Hasta ahora, como demostró en un famoso gráfico el que será ministro de Universidades, Manuel Castells, la productividad no ha dejado de aumentar, y una forma de repartir sus beneficios ha sido reducir el tiempo de trabajo. En 1850 una persona dedicaba una media de 150.000 horas a lo largo de su vida a trabajar. En 1900 eran 130.000 y en 1950, 110.000. En el año 2000, oscilaba entre 60.000 y 75.000. En 150 años, los aumentos de productividad, vinculados casi siempre a mejoras tecnológicas, han permitido reducir el tiempo de trabajo y aumentar al mismo tiempo los salarios. Lo que se avecina ahora es una nueva revolución tecnológica, basada en la robotización y la inteligencia artificial, que permitirá un nuevo salto en la productividad.
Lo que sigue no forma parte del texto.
//! Webhook ingress route handler.
//!
//! Receive-and-log only: a bad signature is reported in the response body,
//! never rejected, and this path never reads cookies.

use axum::{
    Json, Router,
    body::Bytes,
    extract::State,
    http::HeaderMap,
    routing::post,
};
use serde_json::{Value, json};

use crate::error::{AppError, Result};
use crate::services::webhook::{self, Verification};
use crate::state::AppState;

/// Build the webhooks router.
pub fn router() -> Router<AppState> {
    Router::new().route("/webhooks/orders", post(receive))
}

/// POST /webhooks/orders
///
/// The signature is computed over the exact raw body bytes, so the payload
/// is parsed only after the verification input has been captured.
async fn receive(
    State(state): State<AppState>,
    headers: HeaderMap,
    body: Bytes,
) -> Result<Json<Value>> {
    let payload: Value =
        serde_json::from_slice(&body).map_err(|_| AppError::Validation("payload_invalid"))?;

    let provided = headers
        .get(webhook::SIGNATURE_HEADER)
        .and_then(|v| v.to_str().ok())
        .unwrap_or("");

    let verification =
        webhook::verify_signature(state.config().webhook_secret.as_ref(), &body, provided);

    match verification {
        Verification::Verified => {}
        Verification::Failed => tracing::warn!("webhook signature mismatch"),
        Verification::NotConfigured => {
            tracing::warn!("webhook secret not configured; delivery accepted unverified");
        }
    }

    Ok(Json(json!({
        "verified": verification.as_bool(),
        "receivedEvent": payload,
    })))
}
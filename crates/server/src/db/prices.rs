//! Bulk price reconciliation for per-store screen-option overrides.
//!
//! The `screen_option_price` table is mutated only here, inside a single
//! transaction per batch: either every valid item lands or none do. Items
//! whose option ID is junk or belongs to another model are skipped without
//! failing the batch; a malformed price aborts and rolls back everything.

use serde::Deserialize;
use serde_json::Value;
use sqlx::PgPool;
use thiserror::Error;

use screenfix_core::{DeviceModelId, StoreId};

/// Errors that abort the reconciliation transaction.
#[derive(Debug, Error)]
pub enum BulkPriceError {
    /// An item's price was not a finite non-negative number.
    #[error("price must be a finite non-negative number")]
    PriceInvalid,

    /// An item was marked available with a non-positive price.
    #[error("available options require a positive price")]
    PriceRequired,

    /// Storage failure mid-transaction; everything has been rolled back.
    #[error("database error: {0}")]
    Database(#[from] sqlx::Error),
}

/// One incoming reconciliation entry, kept as raw JSON values so malformed
/// fields can be classified per the skip/abort rules instead of failing
/// deserialization of the whole request.
#[derive(Debug, Clone, Deserialize)]
#[serde(rename_all = "camelCase")]
pub struct RawPriceItem {
    #[serde(default)]
    pub screen_option_id: Value,
    #[serde(default)]
    pub price_cents: Value,
    #[serde(default)]
    pub available: bool,
}

/// Repository for per-store price overrides.
pub struct PriceRepository<'a> {
    pool: &'a PgPool,
}

impl<'a> PriceRepository<'a> {
    /// Create a new price repository.
    #[must_use]
    pub const fn new(pool: &'a PgPool) -> Self {
        Self { pool }
    }

    /// Apply a batch of price overrides for one store and model atomically.
    ///
    /// Items are processed in input order. Option IDs that are not integers,
    /// or that do not belong to `model_id`, are skipped silently. A price
    /// that is not a finite number >= 0 aborts the whole batch with
    /// [`BulkPriceError::PriceInvalid`]; an available item with a
    /// non-positive price aborts with [`BulkPriceError::PriceRequired`].
    /// Returns the number of rows applied after a successful commit.
    ///
    /// # Errors
    ///
    /// Returns `BulkPriceError` on validation aborts and storage failures;
    /// in every error case the transaction has been rolled back.
    pub async fn apply_bulk(
        &self,
        store_id: StoreId,
        model_id: DeviceModelId,
        items: &[RawPriceItem],
    ) -> Result<u64, BulkPriceError> {
        let mut tx = self.pool.begin().await?;
        let mut updated: u64 = 0;

        for item in items {
            let Some(option_id) = option_id(&item.screen_option_id) else {
                continue;
            };

            // Mixed-model batches are tolerated: foreign options are skipped,
            // not rejected.
            let owned: Option<i32> =
                sqlx::query_scalar("SELECT 1 FROM screen_option WHERE id = $1 AND model_id = $2")
                    .bind(option_id)
                    .bind(model_id.as_i32())
                    .fetch_optional(&mut *tx)
                    .await?;
            if owned.is_none() {
                continue;
            }

            let Some(cents) = price_cents(&item.price_cents) else {
                tx.rollback().await?;
                return Err(BulkPriceError::PriceInvalid);
            };

            if item.available {
                if cents <= 0 {
                    tx.rollback().await?;
                    return Err(BulkPriceError::PriceRequired);
                }
                sqlx::query(
                    r"
                    INSERT INTO screen_option_price
                        (store_id, screen_option_id, price_cents, last_price_cents)
                    VALUES ($1, $2, $3, $3)
                    ON CONFLICT (store_id, screen_option_id)
                    DO UPDATE SET price_cents = EXCLUDED.price_cents,
                                  last_price_cents = EXCLUDED.last_price_cents,
                                  updated_at = now()
                    ",
                )
                .bind(store_id.as_i32())
                .bind(option_id)
                .bind(cents)
                .execute(&mut *tx)
                .await?;
            } else {
                // price_cents = 0 marks the option unavailable; the last known
                // positive price survives so it can be restored later.
                sqlx::query(
                    r"
                    INSERT INTO screen_option_price
                        (store_id, screen_option_id, price_cents, last_price_cents)
                    VALUES ($1, $2, 0, $3)
                    ON CONFLICT (store_id, screen_option_id)
                    DO UPDATE SET price_cents = 0,
                                  last_price_cents = CASE
                                      WHEN $3 > 0 THEN $3
                                      ELSE screen_option_price.last_price_cents
                                  END,
                                  updated_at = now()
                    ",
                )
                .bind(store_id.as_i32())
                .bind(option_id)
                .bind(cents)
                .execute(&mut *tx)
                .await?;
            }

            updated += 1;
        }

        tx.commit().await?;
        Ok(updated)
    }
}

/// Extract a usable option ID, or `None` when the item should be skipped.
fn option_id(value: &Value) -> Option<i64> {
    value.as_i64()
}

/// Extract a price in integer cents: any finite number >= 0, rounded.
/// `None` means the batch must abort with `price_invalid`.
fn price_cents(value: &Value) -> Option<i64> {
    let number = value.as_f64()?;
    if !number.is_finite() || number < 0.0 {
        return None;
    }
    #[allow(clippy::cast_possible_truncation)] // bounded by the finite check above
    let cents = number.round() as i64;
    Some(cents)
}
Se podrá producir más con menos trabajo humano. ¿Por qué no hemos de aplicar la fórmula que hemos seguido hasta ahora y que ha sido la más exitosa en términos de progreso social?

Tenemos dos maneras de afrontar el reto de garantizar la justicia social: repartir el trabajo o repartir la riqueza en forma de subsidios de desempleo, renta mínima o ayudas sociales. Aún en el caso de que el resultado fuera el mismo, que no lo es, repartir el trabajo siempre será una opción socialmente más equitativa, porque ofrece garantías de inserción social plena y permite una mayor armonía con los tiempos vitales. La segunda en cambio, puede garantizar la subsistencia, pero no elimina los riesgos de una creciente exclusión social. En este modelo, unos sufren porque trabajan demasiado y no pueden conciliar, y otros porque, al no tener trabajo, tampoco pueden disfrutar de la vida.